Lloyd leyó los informes con manos temblorosas, participando de la comunión con la muerte servida por estrangulamiento, dis­paros de armas, sobredosis de drogas, decapitación, golpes, inges­tión forzada de fluidos cáusticos, gas, envenenamiento y suicidio. Se trataba de métodos dispares capaces de eliminar cualquier sos­pecha policial de un asesinato en masa. Había un solo denomina­dor común: la ausencia de pistas. No había huellas dactilares. Aque­llas mujeres habían sido escogidas para el sacrificio simplemente por su aspecto. Era como si hubiesen matado a Julia Nimeyer die­ciséis veces. ¿Y cuántas más en diferentes lugares? La inocencia era la plaga de la juventud.

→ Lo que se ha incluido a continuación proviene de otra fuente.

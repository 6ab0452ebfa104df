//! Audit - 감사 로깅
//!
//! - `types`: AuditEntry, AuditQuery, DispatchStage
//! - `logger`: AuditLog (메모리 링 + 선택적 SQLite)
//! - `redact`: 민감 인자 마스킹

mod logger;
pub mod redact;
mod types;

pub use logger::AuditLog;
pub use redact::{redact_args, REDACTED};
pub use types::{AuditEntry, AuditId, AuditQuery, AuditResult, DispatchStage};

Lloyd leyó de nuevo los informes, y salió de su trance con la conciencia de que se había pasado tres horas sentado en el suelo y estaba empapado de sudor. Mientras se ponía en pie y estiraba sus miembros entumecidos, le invadió el gran horror: el genio del asesino era impenetrable. No dejaba rastro alguno, era imposible seguir las pistas de la muerte de Niemeyer y aún más imposible seguir las de las restantes. No podía hacer nada.

Él siempre había sido capaz de hacer algo.

Tomó un rollo de cinta adhesiva que tenía sobre la mesa y em­pezó a pegar las fotografías a lo largo de las paredes de su despa­cho. Cuando los rostros sonrientes de las mujeres le miraron fija­mente desde todas las direcciones, se dijo a sí mismo: «Finís. Morte. Dead. Muerto».

Cerró los ojos durante unos instantes y se dispuso a leer las páginas de cada carpeta en las que se exponían las estadísticas vi­tales, forzándose a pensar solamente en el área. Una vez consegui­do, cogió su cuaderno de notas y escribió:

Los Ángeles centro:

1. Elaine Marburg, F. D. 24/11/69

2. Patricia Petrelli, F. D. 20/5/75

3. Karen La Pelley, F. D. 14/2/71

4. Caroline Wernwr, F. D. 9/11/79

5. Cynthia Gilroy, F. D. 5/12/71

Comunidades de Valley y Foothill:

1.Elaine Fullmer, F. D. 9/3/68

2.Jeanette Willkie, F. D. 15/4/73

3.Mary Wardell, F. D. 6/1/74

Hollywood y Hollywood oeste:

Laurette Powell, F. D. 10/6/78

Carla Castleberry, F. D. 10/6/80

Trudy Miller, F. D. 12/12/68

Angela Stimka, F. D. 10/6/77

Marcia Ren wick, F. D. 10/6/81

Beverly Hills - Santa Mónica - Comunidades playa:

Monica Martin, F. D. 21/9/74

Jennifer Szabo, F. D. 3/9/72

Linda Deverson, F. D. 14/6/82

Esforzándose por pensar tan sólo modus operandi, leyó por se­gunda vez la página de estadísticas vitales y se encontró frente a tres muertes por golpes con objetos contundentes, dos desmembra­mientos, un accidente a caballo considerado como homicidio, cua­tro suicidios atribuidos a diferentes medios, un, envenenamiento, una muerte por sobredosis y asfixia por gas que estaba clasificado como «¿asesinato-suicidio?».

Volviendo al apartado de cronología, Lloyd leyó las fechas de defunción que había anotado junto a la lista de víctimas con la finalidad de adivinar la metodología del asesino. Con la excepción del lapso de veinticinco meses entre Patricia Petrelli, F. D. 20/5/75, y Angela Stimka, F. D. 10/6/77, y el espacio de diecisiete meses entre Laurette Powell, F. D. 10/6/77, y Caroline Werner, F. D. 9/11/79, el asesino llevaba a cabo sus ejecuciones a intervalos en­tre seis y quince meses, con lo cual, concluyó Lloyd, había evita­do ser apresado durante tanto tiempo. Los asesinatos habían sido ejecutados de un modo sin duda brillante y se basaban en un co­nocimiento íntimo de la víctima logrado a través de una larga vi­gilancia. Y probablemente aquellos lapsos de tiempo más largos albergaban otras víctimas que no aparecían debido a pérdidas de archivos o a errores de computador. Todas las agencias policiales eran susceptibles de un amplio margen de error en sus archivos.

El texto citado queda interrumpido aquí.